First of all, Trump’s statement mirrors the Declaration of Independence, which established the foundational principles of the U.S. government and its obligations to the people. Like Trump’s speech, the opening sentence of this seminal document states that “Governments are instituted” to “secure” people’s “rights.”
Likewise, James Madison—the primary author of the Bill of Rights and Father of the Constitution”:
- stated at the Constitutional Convention that the defining purpose of the new government they were forming was to provide “more effectually for the security of private rights and the steady dispensation of Justice.”
- wrote in the Federalist Papers that “the first object of government” is the “protection” of the “faculties of men, from which the rights of property originate.”
However, the framers of the Constitution and Bill of Rights left most of those responsibilities to the states, many of which were unwilling to join the union unless they maintained a large degree of independence. As summarized by a 1991 paper in the Duke Law Review, “in most respects, the Constitution left the protection of the rights of individuals under the control of the states.”
As such, the U.S. Supreme Court ruled in the 1833 case of Barron v Baltimore that the rights of the people in the Bill of Rights only had to be respected by the federal government and could be infringed by state governments.
That changed after the Civil War with the 13th Amendment’s ban on slavery and the later passage of the 14th Amendment, which forbids states from:
- enacting or enforcing “any law which shall abridge the privileges or immunities of citizens of the United States.”
- depriving “any person of life, liberty, or property, without due process of law.”
- denying “any person within its jurisdiction the equal protection of the laws.”
The Amendment also gives the U.S. Congress the “power to enforce, by appropriate legislation, the provisions” above.
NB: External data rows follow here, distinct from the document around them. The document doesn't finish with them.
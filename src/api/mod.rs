//! Read-only query surface over the persisted entity graph.

pub mod health;
pub mod positions;
pub mod vaults;

use std::sync::Arc;

use axum::routing::get;
use axum::Router;
use tower_http::cors::CorsLayer;

use crate::db::Repository;

#[derive(Clone)]
pub struct AppState {
    pub repo: Arc<Repository>,
}

pub fn create_router(state: AppState) -> Router {
    Router::new()
        .route("/health", get(health::health))
        .route("/vaults", get(vaults::list_vaults))
        .route("/vaults/:address", get(vaults::get_vault))
        .route("/vaults/:address/updates", get(vaults::list_updates))
        .route("/vaults/:address/day-data", get(vaults::list_day_data))
        .route("/accounts/:address/positions", get(positions::list_positions))
        .layer(CorsLayer::permissive())
        .with_state(state)
}
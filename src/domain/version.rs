//! Contract API versions.

use std::str::FromStr;
use thiserror::Error;

#[derive(Debug, Error, PartialEq, Eq)]
#[error("unsupported version string: {0}")]
pub struct VersionParseError(pub String);

/// A three-component dotted contract API version.
#[derive(Debug, Clone, Copy, PartialEq, Eq)]
pub struct ApiVersion {
    pub major: u32,
    pub minor: u32,
    pub patch: u32,
}

impl ApiVersion {
    pub const fn new(major: u32, minor: u32, patch: u32) -> Self {
        ApiVersion {
            major,
            minor,
            patch,
        }
    }

    /// Componentwise left-to-right comparison: true on the first component
    /// where `self` strictly exceeds `other`, false on the first component
    /// where it is strictly less, false when all components are equal.
    pub fn is_greater_than(&self, other: &ApiVersion) -> bool {
        let lhs = [self.major, self.minor, self.patch];
        let rhs = [other.major, other.minor, other.patch];
        for (a, b) in lhs.iter().zip(rhs.iter()) {
            if a > b {
                return true;
            }
            if a < b {
                return false;
            }
        }
        false
    }
}

impl FromStr for ApiVersion {
    type Err = VersionParseError;

    fn from_str(s: &str) -> Result<Self, Self::Err> {
        let parts: Vec<&str> = s.trim().split('.').collect();
        if parts.len() != 3 {
            return Err(VersionParseError(s.to_string()));
        }
        let mut nums = [0u32; 3];
        for (slot, part) in nums.iter_mut().zip(parts.iter()) {
            *slot = part
                .parse::<u32>()
                .map_err(|_| VersionParseError(s.to_string()))?;
        }
        Ok(ApiVersion::new(nums[0], nums[1], nums[2]))
    }
}

impl std::fmt::Display for ApiVersion {
    fn fmt(&self, f: &mut std::fmt::Formatter<'_>) -> std::fmt::Result {
        write!(f, "{}.{}.{}", self.major, self.minor, self.patch)
    }
}
//! Record dispatch.
//!
//! One `apply` per decoded record, in stream order. Handlers never fail:
//! data-quality conditions are logged and the stream continues.

use std::sync::Arc;

use tracing::info;

use crate::chain::{amount_or_zero, ChainState};
use crate::domain::{Amount, ChainRecord, RecordPayload};
use crate::engine::{filters, registry, strategy, transaction, vault};
use crate::pricing::UsdPriceResolver;
use crate::store::EntityStore;

pub struct Projector {
    store: EntityStore,
    chain: Arc<dyn ChainState>,
    prices: UsdPriceResolver,
}
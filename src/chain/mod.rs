//! Point-in-time contract-state reads.
//!
//! Every accessor is a possibly-reverting lookup: older contract versions
//! simply do not implement some of these. A revert is "value unavailable",
//! never a hard error; call sites fold it into a documented default
//! immediately (zero for amounts, the zero address for addresses, false
//! for flags).

pub mod fixture;

pub use fixture::{ContractFixture, FixtureChainState};

use crate::domain::{Address, Amount};

/// Marker for a reverted contract-state read.
#[derive(Debug, Clone, Copy, PartialEq, Eq)]
pub struct Reverted;

pub type CallResult<T> = Result<T, Reverted>;

/// Revert-tolerant accessor capability over contract state, as of the
/// block being processed. Synchronous, side-effect free.
///
/// Default implementations revert, matching a contract that implements
/// none of the optional interface.
pub trait ChainState: Send + Sync {
    // -- vault accessors ---------------------------------------------------
    fn total_assets(&self, _vault: &Address) -> CallResult<Amount> {
        Err(Reverted)
    }
    fn total_supply(&self, _vault: &Address) -> CallResult<Amount> {
        Err(Reverted)
    }
    fn price_per_share(&self, _vault: &Address) -> CallResult<Amount> {
        Err(Reverted)
    }
    fn api_version(&self, _contract: &Address) -> CallResult<String> {
        Err(Reverted)
    }
    fn token(&self, _vault: &Address) -> CallResult<Address> {
        Err(Reverted)
    }
    fn rewards(&self, _contract: &Address) -> CallResult<Address> {
        Err(Reverted)
    }
    fn management(&self, _vault: &Address) -> CallResult<Address> {
        Err(Reverted)
    }
    fn guardian(&self, _vault: &Address) -> CallResult<Address> {
        Err(Reverted)
    }
    fn governance(&self, _vault: &Address) -> CallResult<Address> {
        Err(Reverted)
    }
    fn deposit_limit(&self, _vault: &Address) -> CallResult<Amount> {
        Err(Reverted)
    }
    fn available_deposit_limit(&self, _vault: &Address) -> CallResult<Amount> {
        Err(Reverted)
    }
    fn management_fee(&self, _vault: &Address) -> CallResult<Amount> {
        Err(Reverted)
    }
    fn performance_fee(&self, _vault: &Address) -> CallResult<Amount> {
        Err(Reverted)
    }
    fn activation(&self, _vault: &Address) -> CallResult<Amount> {
        Err(Reverted)
    }

    // -- strategy accessors ------------------------------------------------
    fn strategy_name(&self, _strategy: &Address) -> CallResult<String> {
        Err(Reverted)
    }
    fn strategy_keeper(&self, _strategy: &Address) -> CallResult<Address> {
        Err(Reverted)
    }
    fn strategy_strategist(&self, _strategy: &Address) -> CallResult<Address> {
        Err(Reverted)
    }
    fn strategy_emergency_exit(&self, _strategy: &Address) -> CallResult<bool> {
        Err(Reverted)
    }
    fn strategy_health_check(&self, _strategy: &Address) -> CallResult<Address> {
        Err(Reverted)
    }
    fn strategy_do_health_check(&self, _strategy: &Address) -> CallResult<bool> {
        Err(Reverted)
    }
    fn strategy_vault(&self, _strategy: &Address) -> CallResult<Address> {
        Err(Reverted)
    }

    // -- token accessors ---------------------------------------------------
    fn token_decimals(&self, _token: &Address) -> CallResult<u32> {
        Err(Reverted)
    }
    fn token_symbol(&self, _token: &Address) -> CallResult<String> {
        Err(Reverted)
    }
    fn token_name(&self, _token: &Address) -> CallResult<String> {
        Err(Reverted)
    }
}

/// A chain state where every read reverts.
#[derive(Debug, Default, Clone, Copy)]
pub struct NullChainState;

impl ChainState for NullChainState {}

pub fn amount_or_zero(result: CallResult<Amount>) -> Amount {
    result.unwrap_or_else(|_| Amount::zero())
}

pub fn address_or_zero(result: CallResult<Address>) -> Address {
    result.unwrap_or_else(|_| Address::zero())
}

pub fn bool_or_false(result: CallResult<bool>) -> bool {
    result.unwrap_or(false)
}

pub fn string_or(result: CallResult<String>, default: &str) -> String {
    result.unwrap_or_else(|_| default.to_string())
}
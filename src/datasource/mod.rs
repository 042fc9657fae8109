//! Decoded-record sources.
//!
//! The chain-event subscription and ABI decoding live outside this
//! process; a `RecordSource` hands the projection a batch of
//! already-decoded records.

pub mod jsonl;
pub mod mock;

pub use jsonl::JsonlRecordSource;
pub use mock::MockRecordSource;

use async_trait::async_trait;
use thiserror::Error;

use crate::domain::ChainRecord;

#[derive(Debug, Error)]
pub enum DataSourceError {
    #[error("record source io error: {0}")]
    Io(#[from] std::io::Error),
}

#[async_trait]
pub trait RecordSource: Send + Sync {
    async fn fetch_records(&self) -> Result<Vec<ChainRecord>, DataSourceError>;
}
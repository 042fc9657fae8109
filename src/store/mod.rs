//! In-memory id-indexed entity store.
//!
//! The projection is a single-threaded fold; every transition is a
//! read-modify-write against a small, explicitly enumerated set of
//! entities. BTreeMaps keep iteration (and therefore persistence) order
//! deterministic.

use std::collections::BTreeMap;

use crate::domain::Address;
use crate::entities::{
    Account, AccountVaultPosition, AccountVaultPositionUpdate, Deposit, Harvest, Registry,
    Strategy, StrategyMigration, StrategyReport, StrategyReportResult, Token, TokenFee,
    Transaction, Transfer, Vault, VaultDayData, VaultUpdate, Withdrawal,
};

#[derive(Debug, Default)]
pub struct EntityStore {
    pub accounts: BTreeMap<String, Account>,
    pub tokens: BTreeMap<String, Token>,
    pub transactions: BTreeMap<String, Transaction>,
    pub vaults: BTreeMap<String, Vault>,
    pub vault_updates: BTreeMap<String, VaultUpdate>,
    pub strategies: BTreeMap<String, Strategy>,
    pub strategy_reports: BTreeMap<String, StrategyReport>,
    pub strategy_report_results: BTreeMap<String, StrategyReportResult>,
    pub harvests: BTreeMap<String, Harvest>,
    pub strategy_migrations: BTreeMap<String, StrategyMigration>,
    pub deposits: BTreeMap<String, Deposit>,
    pub withdrawals: BTreeMap<String, Withdrawal>,
    pub transfers: BTreeMap<String, Transfer>,
    pub positions: BTreeMap<String, AccountVaultPosition>,
    pub position_updates: BTreeMap<String, AccountVaultPositionUpdate>,
    pub token_fees: BTreeMap<String, TokenFee>,
    pub vault_day_data: BTreeMap<String, VaultDayData>,
    pub registries: BTreeMap<String, Registry>,
}

impl EntityStore {
    pub fn new() -> Self {
        Self::default()
    }

    /// Whether this address is a vault the projection has seen.
    pub fn is_vault(&self, address: &Address) -> bool {
        self.vaults.contains_key(&Vault::build_id(address))
    }

    /// Whether this address is a strategy the projection has seen.
    pub fn is_strategy(&self, address: &Address) -> bool {
        self.strategies.contains_key(&Strategy::build_id(address))
    }

    /// Total number of entities, across all families.
    pub fn entity_count(&self) -> usize {
        self.accounts.len()
            + self.tokens.len()
            + self.transactions.len()
            + self.vaults.len()
            + self.vault_updates.len()
            + self.strategies.len()
            + self.strategy_reports.len()
            + self.strategy_report_results.len()
            + self.harvests.len()
            + self.strategy_migrations.len()
            + self.deposits.len()
            + self.withdrawals.len()
            + self.transfers.len()
            + self.positions.len()
            + self.position_updates.len()
            + self.token_fees.len()
            + self.vault_day_data.len()
            + self.registries.len()
    }
}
Congress had since passed multitudes of such laws, and the President “is responsible for implementing and enforcing” them.
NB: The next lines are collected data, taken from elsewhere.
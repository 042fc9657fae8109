mod common;

use std::sync::Arc;

use common::*;
use vaultgraph::chain::{ContractFixture, FixtureChainState};
use vaultgraph::domain::Amount;
use vaultgraph::engine::Projector;
use vaultgraph::pricing::UsdPriceResolver;

fn projector_with_vault_fixture(vault_n: u8) -> (Projector, Arc<FixtureChainState>) {
    let chain = Arc::new(FixtureChainState::new());
    chain.set(
        &addr(vault_n),
        ContractFixture {
            api_version: Some("0.4.3".to_string()),
            token: Some(addr(0x20)),
            rewards: Some(addr(0x30)),
            ..Default::default()
        },
    );
    let projector = Projector::new(chain.clone(), UsdPriceResolver::disabled());
    (projector, chain)
}

#[test]
fn test_initial_deposit_bootstraps_one_to_one() {
    let (mut projector, _chain) = projector_with_vault_fixture(1);
    let vault = addr(1);
    let user = addr(0x55);

    projector.apply(&deposit_event(&vault, &user, "79056085", "79056085", 7, 1_640_995_200));

    let store = projector.store();
    let vault_entity = store.vaults.get(vault.as_str()).expect("vault created");
    assert_eq!(vault_entity.shares_supply, amt("79056085"));
    assert_eq!(vault_entity.balance_tokens_idle, amt("79056085"));

    let position = store
        .positions
        .get(&format!("{}-{}", user, vault))
        .expect("position created");
    assert_eq!(position.balance_shares, amt("79056085"));
    assert_eq!(position.balance_tokens, amt("79056085"));

    // Deposit keyed {account}-{txHash}-{logIndex}-{txIndex}
    let deposit_id = format!("{}-{}-1-0", user, tx_hash(7));
    let deposit = store.deposits.get(&deposit_id).expect("deposit recorded");
    assert_eq!(deposit.token_amount, amt("79056085"));
    assert_eq!(deposit.shares_minted, amt("79056085"));
}

#[test]
fn test_balance_conservation_over_deposit_withdraw_sequence() {
    let (mut projector, _chain) = projector_with_vault_fixture(1);
    let vault = addr(1);
    let user = addr(0x55);

    projector.apply(&deposit_event(&vault, &user, "1000", "1000", 1, 1_640_995_200));
    projector.apply(&deposit_event(&vault, &user, "500", "450", 2, 1_640_995_300));
    projector.apply(&withdraw_event(&vault, &user, "300", "280", 3, 1_640_995_400));

    let vault_entity = projector.store().vaults.get(vault.as_str()).unwrap();
    // sharesSupply == sum(minted) - sum(burnt)
    assert_eq!(vault_entity.shares_supply, amt("1170"));
    // balanceTokensIdle == sum(deposited) - sum(withdrawn)
    assert_eq!(vault_entity.balance_tokens_idle, amt("1200"));

    let position = projector
        .store()
        .positions
        .get(&format!("{}-{}", user, vault))
        .unwrap();
    assert_eq!(position.balance_shares, amt("1170"));
    assert_eq!(position.balance_tokens, amt("1200"));
}

#[test]
fn test_redelivered_deposit_does_not_double_count() {
    let (mut projector, _chain) = projector_with_vault_fixture(1);
    let vault = addr(1);
    let user = addr(0x55);
    let event = deposit_event(&vault, &user, "1000", "1000", 1, 1_640_995_200);

    projector.apply(&event);
    projector.apply(&event);

    let store = projector.store();
    assert_eq!(store.deposits.len(), 1);
    assert_eq!(store.transactions.len(), 1);
    let vault_entity = store.vaults.get(vault.as_str()).unwrap();
    assert_eq!(vault_entity.shares_supply, amt("1000"));
    let position = store.positions.get(&format!("{}-{}", user, vault)).unwrap();
    assert_eq!(position.balance_shares, amt("1000"));
}

#[test]
fn test_zero_withdrawal_without_position_creates_empty_position() {
    let (mut projector, _chain) = projector_with_vault_fixture(1);
    let vault = addr(1);
    let stranger = addr(0x66);

    // Vault must exist with history for the update chain; another account
    // deposits first.
    projector.apply(&deposit_event(&vault, &addr(0x55), "1000", "1000", 1, 1_640_995_200));
    projector.apply(&withdraw_event(&vault, &stranger, "0", "0", 2, 1_640_995_300));

    let store = projector.store();
    let position = store
        .positions
        .get(&format!("{}-{}", stranger, vault))
        .expect("degenerate zero-withdrawal position");
    assert_eq!(position.balance_shares, Amount::zero());
    assert_eq!(position.balance_tokens, Amount::zero());

    let withdrawal_id = format!("{}-{}-1-0", stranger, tx_hash(2));
    assert!(store.withdrawals.contains_key(&withdrawal_id));
}

#[test]
fn test_nonzero_withdrawal_without_position_still_processes() {
    let (mut projector, _chain) = projector_with_vault_fixture(1);
    let vault = addr(1);
    let stranger = addr(0x66);

    projector.apply(&deposit_event(&vault, &addr(0x55), "1000", "1000", 1, 1_640_995_200));
    projector.apply(&withdraw_event(&vault, &stranger, "200", "200", 2, 1_640_995_300));

    let store = projector.store();
    // No position is invented for the anomaly...
    assert!(!store
        .positions
        .contains_key(&format!("{}-{}", stranger, vault)));
    // ...but the withdrawal record and the vault-level totals still move.
    let withdrawal_id = format!("{}-{}-1-0", stranger, tx_hash(2));
    assert!(store.withdrawals.contains_key(&withdrawal_id));
    let vault_entity = store.vaults.get(vault.as_str()).unwrap();
    assert_eq!(vault_entity.shares_supply, amt("800"));
    assert_eq!(vault_entity.balance_tokens_idle, amt("800"));
}

#[test]
fn test_vault_update_chain_links_backward() {
    let (mut projector, _chain) = projector_with_vault_fixture(1);
    let vault = addr(1);
    let user = addr(0x55);

    projector.apply(&deposit_event(&vault, &user, "1000", "1000", 1, 1_640_995_200));
    let first_update = projector
        .store()
        .vaults
        .get(vault.as_str())
        .unwrap()
        .latest_update
        .clone()
        .expect("latest update set");

    projector.apply(&deposit_event(&vault, &user, "500", "500", 2, 1_640_995_300));
    let second_update = projector
        .store()
        .vaults
        .get(vault.as_str())
        .unwrap()
        .latest_update
        .clone()
        .unwrap();

    assert_ne!(first_update, second_update);
    assert!(projector.store().vault_updates.contains_key(&first_update));
    assert!(projector.store().vault_updates.contains_key(&second_update));
}

#[test]
fn test_available_deposit_limit_clamps_at_zero() {
    let chain = Arc::new(FixtureChainState::new());
    chain.set(
        &addr(1),
        ContractFixture {
            api_version: Some("0.4.3".to_string()),
            token: Some(addr(0x20)),
            deposit_limit: Some(amt("500")),
            ..Default::default()
        },
    );
    let mut projector = Projector::new(chain, UsdPriceResolver::disabled());
    let vault = addr(1);

    projector.apply(&deposit_event(&vault, &addr(0x55), "300", "300", 1, 1_640_995_200));
    let vault_entity = projector.store().vaults.get(vault.as_str()).unwrap();
    assert_eq!(vault_entity.available_deposit_limit, amt("200"));

    projector.apply(&deposit_event(&vault, &addr(0x55), "400", "400", 2, 1_640_995_300));
    let vault_entity = projector.store().vaults.get(vault.as_str()).unwrap();
    assert_eq!(vault_entity.available_deposit_limit, Amount::zero());
}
The primary impetus for the 14th Amendment was that states were violating the rights of the newly freed African Americans and failing to protect them from groups like the Ku Klux Klan that were terrorizing and killing them. Hence, Congressman John Bingham (R–OH), who drafted the 14th Amendment and introduced it in the House of Representatives, repeatedly stated that it would require state governments to provide “equal protection” to every person’s “life, liberty, and property.”
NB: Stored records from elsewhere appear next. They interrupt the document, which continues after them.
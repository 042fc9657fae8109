//! SQLite persistence.

pub mod migrations;
pub mod repo;

pub use migrations::init_db;
pub use repo::{PositionRow, Repository, VaultDayDataRow, VaultRow, VaultUpdateRow};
The same applies to local governments, which are offsprings of the states. As detailed in the book Managing Local Government: An Essential Guide for Municipal and County Managers, “Local governments derive their authority from their states” and “have no independent authority unless the state grants it to them.”
Court Decisions
Despite the 14th Amendment and the founders declarations that the main purpose of government is to protect people’s rights, there are some who claim that the Constitution does not require federal or state governments to defend people’s life, liberty, or property.
For a prime example, P.E. Moskowitz writes in The Nation that “nothing in the First Amendment prevents citizens (members of antifa or otherwise) from interrupting someone’s protest. Nor does it guarantee police protection for white nationalists. It only limits the ability of Congress from passing laws that interfere with speech.” This blatant half-truth ignores the 14th Amendment, which requires all governments to equally protect the Constitutional rights of all people.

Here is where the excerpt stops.